▸ EXERCISE INSTRUCTIONS
Copy every line from the data below in which the string "before" can be found.

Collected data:
//! [`KvStore`] — the pluggable persistence contract both C3 and C6 build
//! on, with an in-memory implementation for tests and a `sqlx`-backed one
//! for production, mirroring `vantage::runtimes::Checkpointer`'s own
//! in-memory/SQLite/Postgres split.

use std::time::Duration;

use async_trait::async_trait;
use chrono::{DateTime, Utc};
use parking_lot::Mutex;
use rustc_hash::FxHashMap;
use sqlx::PgPool;

use crate::errors::CacheError;

#[derive(Debug, Clone)]
pub struct StoredValue {
    pub json: String,
    pub expires_at: DateTime<Utc>,
}

/// A single table's worth of key/value storage with TTL.
///
/// Lookup is O(1); eviction is lazy on read: an expired entry simply reads
/// back as absent, with an optional [`Self::sweep`] for proactive cleanup.
#[async_trait]
pub trait KvStore: Send + Sync {
    async fn get(&self, table: &str, key: &str) -> Result<Option<String>, CacheError>;
    async fn put(
        &self,
        table: &str,
        key: &str,
        json: &str,
        ttl: Duration,
    ) -> Result<(), CacheError>;
    /// Remove all expired entries in `table`; returns the number removed.
    async fn sweep(&self, table: &str) -> Result<u64, CacheError>;
}

/// In-memory implementation for tests and single-process deployments.
#[derive(Debug, Default)]
pub struct InMemoryKvStore {
    tables: Mutex<FxHashMap<String, FxHashMap<String, StoredValue>>>,
}

impl InMemoryKvStore {
    #[must_use]
    pub fn new() -> Self {
        Self::default()
    }
}

#[async_trait]
impl KvStore for InMemoryKvStore {
    async fn get(&self, table: &str, key: &str) -> Result<Option<String>, CacheError> {
        let tables = self.tables.lock();
        let Some(entry) = tables.get(table).and_then(|t| t.get(key)) else {
            return Ok(None);
        };
        if entry.expires_at < Utc::now() {
            return Ok(None);
        }
        Ok(Some(entry.json.clone()))
    }

    async fn put(
        &self,
        table: &str,
        key: &str,
        json: &str,
        ttl: Duration,
    ) -> Result<(), CacheError> {
        let mut tables = self.tables.lock();
        tables.entry(table.to_string()).or_default().insert(
            key.to_string(),
            StoredValue {
                json: json.to_string(),
                expires_at: Utc::now() + chrono::Duration::from_std(ttl).unwrap_or_default(),
            },
        );
        Ok(())
    }

    async fn sweep(&self, table: &str) -> Result<u64, CacheError> {
        let mut tables = self.tables.lock();
        let Some(entries) = tables.get_mut(table) else {
            return Ok(0);
        };
        let now = Utc::now();
        let before = entries.len();
        entries.retain(|_, v| v.expires_at >= now);
        Ok((before - entries.len()) as u64)
    }
}

/// Postgres-backed implementation sharing the `enrichment_sessions` /
/// `stage_cache` table conventions used elsewhere in this crate.
///
/// Table names are restricted to the two callers use (`enrichment_sessions`,
/// `stage_cache`); both are created by `leadgraph/migrations`.
pub struct SqlxKvStore {
    pool: PgPool,
}

impl SqlxKvStore {
    #[must_use]
    pub fn new(pool: PgPool) -> Self {
        Self { pool }
    }

    fn columns(table: &str) -> (&'static str, &'static str) {
        match table {
            "enrichment_sessions" => ("cache_key", "session_data"),
            "stage_cache" => ("cache_key", "result"),
            _ => ("cache_key", "data"),
        }
    }
}

#[async_trait]
impl KvStore for SqlxKvStore {
    async fn get(&self, table: &str, key: &str) -> Result<Option<String>, CacheError> {
        let (key_col, value_col) = Self::columns(table);
        let sql = format!(
            "SELECT {value_col}::text AS value FROM {table} WHERE {key_col} = $1 AND expires_at > now()"
        );
        let row: Option<(String,)> = sqlx::query_as(&sql)
            .bind(key)
            .fetch_optional(&self.pool)
            .await
            .map_err(|e| CacheError::Read(e.to_string()))?;
        Ok(row.map(|(v,)| v))
    }

    async fn put(
        &self,
        table: &str,
        key: &str,
        json: &str,
        ttl: Duration,
    ) -> Result<(), CacheError> {
        let (key_col, value_col) = Self::columns(table);
        let expires_at = Utc::now() + chrono::Duration::from_std(ttl).unwrap_or_default();
        let value: serde_json::Value =
            serde_json::from_str(json).map_err(|e| CacheError::NotJsonSafe(e.to_string()))?;
        let sql = format!(
            "INSERT INTO {table} ({key_col}, {value_col}, expires_at, created_at) \
             VALUES ($1, $2, $3, now()) \
             ON CONFLICT ({key_col}) DO UPDATE SET {value_col} = EXCLUDED.{value_col}, \
             expires_at = EXCLUDED.expires_at"
        );
        sqlx::query(&sql)
            .bind(key)
            .bind(value)
            .bind(expires_at)
            .execute(&self.pool)
            .await
            .map_err(|e| CacheError::Write(e.to_string()))?;
        Ok(())
    }

    async fn sweep(&self, table: &str) -> Result<u64, CacheError> {
        let sql = format!("DELETE FROM {table} WHERE expires_at <= now()");
        let result = sqlx::query(&sql)
            .execute(&self.pool)
            .await
            .map_err(|e| CacheError::Write(e.to_string()))?;
        Ok(result.rows_affected())
    }
}

#[cfg(test)]
mod tests {
    use super::*;

    #[tokio::test]
    async fn put_then_get_round_trips() {
        let store = InMemoryKvStore::new();
        store
            .put("enrichment_sessions", "k1", "{\"a\":1}", Duration::from_secs(60))
            .await
            .unwrap();
        let got = store.get("enrichment_sessions", "k1").await.unwrap();
        assert_eq!(got, Some("{\"a\":1}".to_string()));
    }

    #[tokio::test]
    async fn expired_entries_read_as_absent() {
        let store = InMemoryKvStore::new();
        store
            .put("stage_cache", "k1", "{}", Duration::from_millis(1))
            .await
            .unwrap();
        tokio::time::sleep(Duration::from_millis(20)).await;
        let got = store.get("stage_cache", "k1").await.unwrap();
        assert_eq!(got, None);
    }

    #[tokio::test]
    async fn upsert_same_key_twice_yields_one_entry() {
        let store = InMemoryKvStore::new();
        store
            .put("stage_cache", "k1", "{\"v\":1}", Duration::from_secs(60))
            .await
            .unwrap();
        store
            .put("stage_cache", "k1", "{\"v\":2}", Duration::from_secs(60))
            .await
            .unwrap();
        assert_eq!(
            store.get("stage_cache", "k1").await.unwrap(),
            Some("{\"v\":2}".to_string())
        );
    }
}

▸ OUTPUT OF THE TASK
        let before = entries.len();
        Ok((before - entries.len()) as u64)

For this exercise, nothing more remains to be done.